> [Given data]
►

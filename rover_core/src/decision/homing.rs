// rover_core/src/decision/homing.rs

use tracing::{debug, info};

use crate::config::{DecisionConfig, HomingConfig};
use crate::perception::features::PolarFeature;
use crate::state::{Commands, RoverState};
use crate::types::MAX_STEER_DEG;
use crate::utils::{clip, wrap_degrees_180, wrap_degrees_360};

/// Bearing from the rover to home, degrees on `[0, 360)`.
pub fn bearing_to_home_deg(state: &RoverState) -> f64 {
    let delta = state.home - state.position;
    wrap_degrees_360(delta.y.atan2(delta.x).to_degrees())
}

/// Heading error to home, degrees on `(-180, 180]`. Positive means home is
/// to the left.
pub fn heading_error_deg(state: &RoverState) -> f64 {
    wrap_degrees_180(bearing_to_home_deg(state) - state.yaw)
}

/// Steers the rover back to its recorded home position.
///
/// A rover well off the home bearing first rotates in place until it faces
/// home. Otherwise it drives with the heading error kept inside the navigable
/// corridor, and parks once within `home_radius`.
#[derive(Debug, Clone)]
pub struct HomingController {
    config: HomingConfig,
    throttle_set: f64,
    brake_set: f64,
    max_vel: f64,
    stop_velocity: f64,
}

impl HomingController {
    pub fn new(decision: &DecisionConfig) -> Self {
        Self {
            config: decision.homing.clone(),
            throttle_set: decision.throttle_set,
            brake_set: decision.brake_set,
            max_vel: decision.max_vel,
            stop_velocity: decision.stop_velocity,
        }
    }

    pub fn step(&self, mut state: RoverState, navigable: &PolarFeature) -> RoverState {
        let cfg = &self.config;
        let distance = state.distance_to_home();

        // --- Arrival ---
        if distance <= cfg.home_radius {
            let brake = if state.velocity > cfg.arrival_velocity {
                self.brake_set
            } else {
                cfg.hold_brake
            };
            state.commands = Commands::brake(brake);
            if !state.mission_complete {
                info!(distance, "home reached, mission complete");
            }
            state.mission_complete = true;
            return state;
        }

        // --- Heading latch ---
        let error = heading_error_deg(&state);
        if state.turn_to_start && error.abs() > cfg.coarse_heading_deg {
            debug!(error, "lost heading to home");
            state.turn_to_start = false;
        } else if !state.turn_to_start && error.abs() <= cfg.fine_heading_deg {
            debug!(error, "facing home");
            state.turn_to_start = true;
        }

        state.commands = if !state.turn_to_start && error.abs() > cfg.coarse_heading_deg {
            self.rotate(&state, error)
        } else {
            self.drive(&state, error, navigable)
        };
        state
    }

    /// Turn in place toward home, braking to a stop first.
    fn rotate(&self, state: &RoverState, error: f64) -> Commands {
        if state.velocity > self.stop_velocity {
            Commands::brake(self.brake_set)
        } else {
            Commands::new(0.0, 0.0, clip(error, -MAX_STEER_DEG, MAX_STEER_DEG))
        }
    }

    /// Drive toward home, keeping the steer inside the navigable corridor.
    fn drive(&self, state: &RoverState, error: f64, navigable: &PolarFeature) -> Commands {
        let corridor = navigable
            .percentile_angle_deg(self.config.corridor_low_percentile)
            .and_then(|low| {
                navigable
                    .percentile_angle_deg(self.config.corridor_high_percentile)
                    .map(|high| (low, high))
            });
        let Ok((low, high)) = corridor else {
            return self.rotate(state, error);
        };

        let throttle = if state.velocity < self.max_vel {
            self.config.throttle_gain * self.throttle_set
        } else {
            0.0
        };
        let steer = clip(clip(error, low, high), -MAX_STEER_DEG, MAX_STEER_DEG);
        Commands::new(throttle, 0.0, steer)
    }
}
//! Retrieved document type

use serde::{Deserialize, Serialize};
use serde_json::{Map, Value};

/// Metadata attached to a stored document (source file, page, ...)
pub type Metadata = Map<String, Value>;

/// A document returned by the vector index for one query
#[derive(Debug, Clone, PartialEq, Serialize, Deserialize)]
pub struct RetrievedDocument {
    /// Document text
    pub content: String,
    /// Metadata key/value pairs
    #[serde(default)]
    pub metadata: Metadata,
}

impl RetrievedDocument {
    /// Create a new retrieved document
    pub fn new(content: impl Into<String>, metadata: Metadata) -> Self {
        Self {
            content: content.into(),
            metadata,
        }
    }

    /// Create a document with a single `source` metadata entry
    pub fn with_source(content: impl Into<String>, source: impl Into<String>) -> Self {
        let mut metadata = Metadata::new();
        metadata.insert("source".to_string(), Value::String(source.into()));
        Self::new(content, metadata)
    }

    /// Source filename, if present in metadata
    pub fn source(&self) -> Option<&str> {
        self.metadata.get("source").and_then(Value::as_str)
    }
}
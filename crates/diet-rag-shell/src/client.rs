//! HTTP client for the question answering backend

use diet_rag::{AnswerResponse, Error, QueryRequest, Result};
use reqwest::Client;
use serde_json::Value;

/// Default backend address
pub const DEFAULT_API_URL: &str = "http://127.0.0.1:8000";

/// One-shot client for `POST /query`
///
/// Every call is an independent round trip; nothing from earlier questions
/// is kept or sent.
#[derive(Clone)]
pub struct QueryClient {
    client: Client,
    base_url: String,
}

impl QueryClient {
    /// Create a client for the backend at `base_url`
    pub fn new(base_url: impl Into<String>) -> Self {
        Self::with_client(Client::new(), base_url)
    }

    /// Create a client around an existing reqwest client
    pub fn with_client(client: Client, base_url: impl Into<String>) -> Self {
        let base_url = base_url.into().trim_end_matches('/').to_string();
        Self { client, base_url }
    }

    /// Backend base URL, without a trailing slash
    pub fn base_url(&self) -> &str {
        &self.base_url
    }

    /// Ask one question
    ///
    /// Any failure (unreachable backend, non-2xx status, unreadable body)
    /// comes back as [`Error::Transport`].
    pub async fn ask(&self, question: &str) -> Result<AnswerResponse> {
        let url = format!("{}/query", self.base_url);
        tracing::debug!("POST {}", url);

        let response = self
            .client
            .post(&url)
            .json(&QueryRequest::new(question))
            .send()
            .await
            .map_err(|e| Error::transport(format!("request to {} failed: {}", url, e)))?;

        let status = response.status();
        let body = response
            .text()
            .await
            .map_err(|e| Error::transport(format!("failed to read response: {}", e)))?;

        if !status.is_success() {
            return Err(Error::transport(format!(
                "{} ({})",
                error_detail(&body),
                status
            )));
        }

        serde_json::from_str(&body)
            .map_err(|e| Error::transport(format!("malformed response: {}", e)))
    }
}

/// Pull `detail` out of an error body, falling back to the raw text
fn error_detail(body: &str) -> String {
    serde_json::from_str::<Value>(body)
        .ok()
        .and_then(|v| v.get("detail").and_then(Value::as_str).map(str::to_string))
        .unwrap_or_else(|| {
            let trimmed = body.trim();
            if trimmed.is_empty() {
                "empty response".to_string()
            } else {
                trimmed.to_string()
            }
        })
}

#[cfg(test)]
mod tests {
    use super::*;

    #[test]
    fn test_error_detail() {
        assert_eq!(error_detail(r#"{"detail":"boom"}"#), "boom");
        assert_eq!(error_detail("Bad Gateway"), "Bad Gateway");
        assert_eq!(error_detail("  "), "empty response");
        assert_eq!(error_detail(r#"{"detail":42}"#), r#"{"detail":42}"#);
    }

    #[test]
    fn test_trailing_slash_trimmed() {
        let client = QueryClient::new("http://localhost:8000/");
        assert_eq!(client.base_url(), "http://localhost:8000");
    }
}
//! Maximal Marginal Relevance selection
//!
//! MMR = λ × sim(query, doc) − (1 − λ) × max(sim(doc, selected))
//!
//! λ = 1.0 is plain relevance order, λ = 0.0 is pure diversity.

use crate::providers::Candidate;
use crate::types::RetrievedDocument;

/// Cosine similarity; 0.0 when either vector has zero magnitude
pub fn cosine_similarity(a: &[f32], b: &[f32]) -> f32 {
    let dot: f32 = a.iter().zip(b.iter()).map(|(x, y)| x * y).sum();
    let norm_a: f32 = a.iter().map(|x| x * x).sum::<f32>().sqrt();
    let norm_b: f32 = b.iter().map(|x| x * x).sum::<f32>().sqrt();

    if norm_a == 0.0 || norm_b == 0.0 {
        0.0
    } else {
        dot / (norm_a * norm_b)
    }
}

/// Greedily pick up to `k` candidates, returned in selection order
///
/// Candidates without a stored vector cannot be compared, so if any is
/// missing one the first `k` candidates are returned in index order.
pub fn mmr_select(
    query: &[f32],
    candidates: Vec<Candidate>,
    k: usize,
    lambda: f32,
) -> Vec<RetrievedDocument> {
    if candidates.iter().any(|c| c.embedding.is_none()) {
        tracing::warn!("MMR candidates lack stored vectors; using similarity order");
        return candidates.into_iter().take(k).map(|c| c.document).collect();
    }

    let mut remaining: Vec<(Candidate, Vec<f32>)> = candidates
        .into_iter()
        .filter_map(|mut c| c.embedding.take().map(|e| (c, e)))
        .collect();
    let mut selected: Vec<(Candidate, Vec<f32>)> = Vec::with_capacity(k.min(remaining.len()));

    while selected.len() < k && !remaining.is_empty() {
        let mut best_idx = 0;
        let mut best_score = f32::NEG_INFINITY;

        for (idx, (_, vector)) in remaining.iter().enumerate() {
            let relevance = cosine_similarity(query, vector);
            let redundancy = selected
                .iter()
                .map(|(_, chosen)| cosine_similarity(vector, chosen))
                .fold(f32::NEG_INFINITY, f32::max);
            let redundancy = if selected.is_empty() { 0.0 } else { redundancy };
            let score = lambda * relevance - (1.0 - lambda) * redundancy;

            if score > best_score {
                best_score = score;
                best_idx = idx;
            }
        }

        selected.push(remaining.remove(best_idx));
    }

    selected.into_iter().map(|(c, _)| c.document).collect()
}

#[cfg(test)]
mod tests {
    use super::*;

    fn candidate(name: &str, vector: Option<Vec<f32>>) -> Candidate {
        Candidate {
            document: RetrievedDocument::with_source(name, format!("{}.pdf", name)),
            embedding: vector,
        }
    }

    #[test]
    fn test_cosine_similarity() {
        assert!((cosine_similarity(&[1.0, 0.0], &[1.0, 0.0]) - 1.0).abs() < 1e-6);
        assert!(cosine_similarity(&[1.0, 0.0], &[0.0, 1.0]).abs() < 1e-6);
        assert_eq!(cosine_similarity(&[0.0, 0.0], &[1.0, 0.0]), 0.0);
    }

    #[test]
    fn test_pure_relevance_keeps_best_first() {
        let candidates = vec![
            candidate("far", Some(vec![0.0, 1.0])),
            candidate("near", Some(vec![1.0, 0.0])),
        ];
        let picked = mmr_select(&[1.0, 0.0], candidates, 1, 1.0);
        assert_eq!(picked[0].content, "near");
    }

    #[test]
    fn test_diversity_skips_duplicate() {
        let candidates = vec![
            candidate("a", Some(vec![1.0, 0.0])),
            candidate("a-copy", Some(vec![1.0, 0.01])),
            candidate("b", Some(vec![0.8, 0.6])),
        ];
        let picked = mmr_select(&[1.0, 0.0], candidates, 2, 0.3);
        let names: Vec<&str> = picked.iter().map(|d| d.content.as_str()).collect();
        assert_eq!(names, vec!["a", "b"]);
    }

    #[test]
    fn test_never_exceeds_k() {
        let candidates = (0..5)
            .map(|i| candidate(&format!("d{}", i), Some(vec![1.0, i as f32])))
            .collect();
        assert_eq!(mmr_select(&[1.0, 0.0], candidates, 3, 0.5).len(), 3);
    }

    #[test]
    fn test_missing_vectors_fall_back_to_index_order() {
        let candidates = vec![
            candidate("first", None),
            candidate("second", Some(vec![1.0, 0.0])),
            candidate("third", None),
        ];
        let picked = mmr_select(&[1.0, 0.0], candidates, 2, 0.5);
        let names: Vec<&str> = picked.iter().map(|d| d.content.as_str()).collect();
        assert_eq!(names, vec!["first", "second"]);
    }
}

◄

> [Your objective] Check each line of the material above for "Result", count those that have it, and answer with the number alone.

> [Exercise response] 2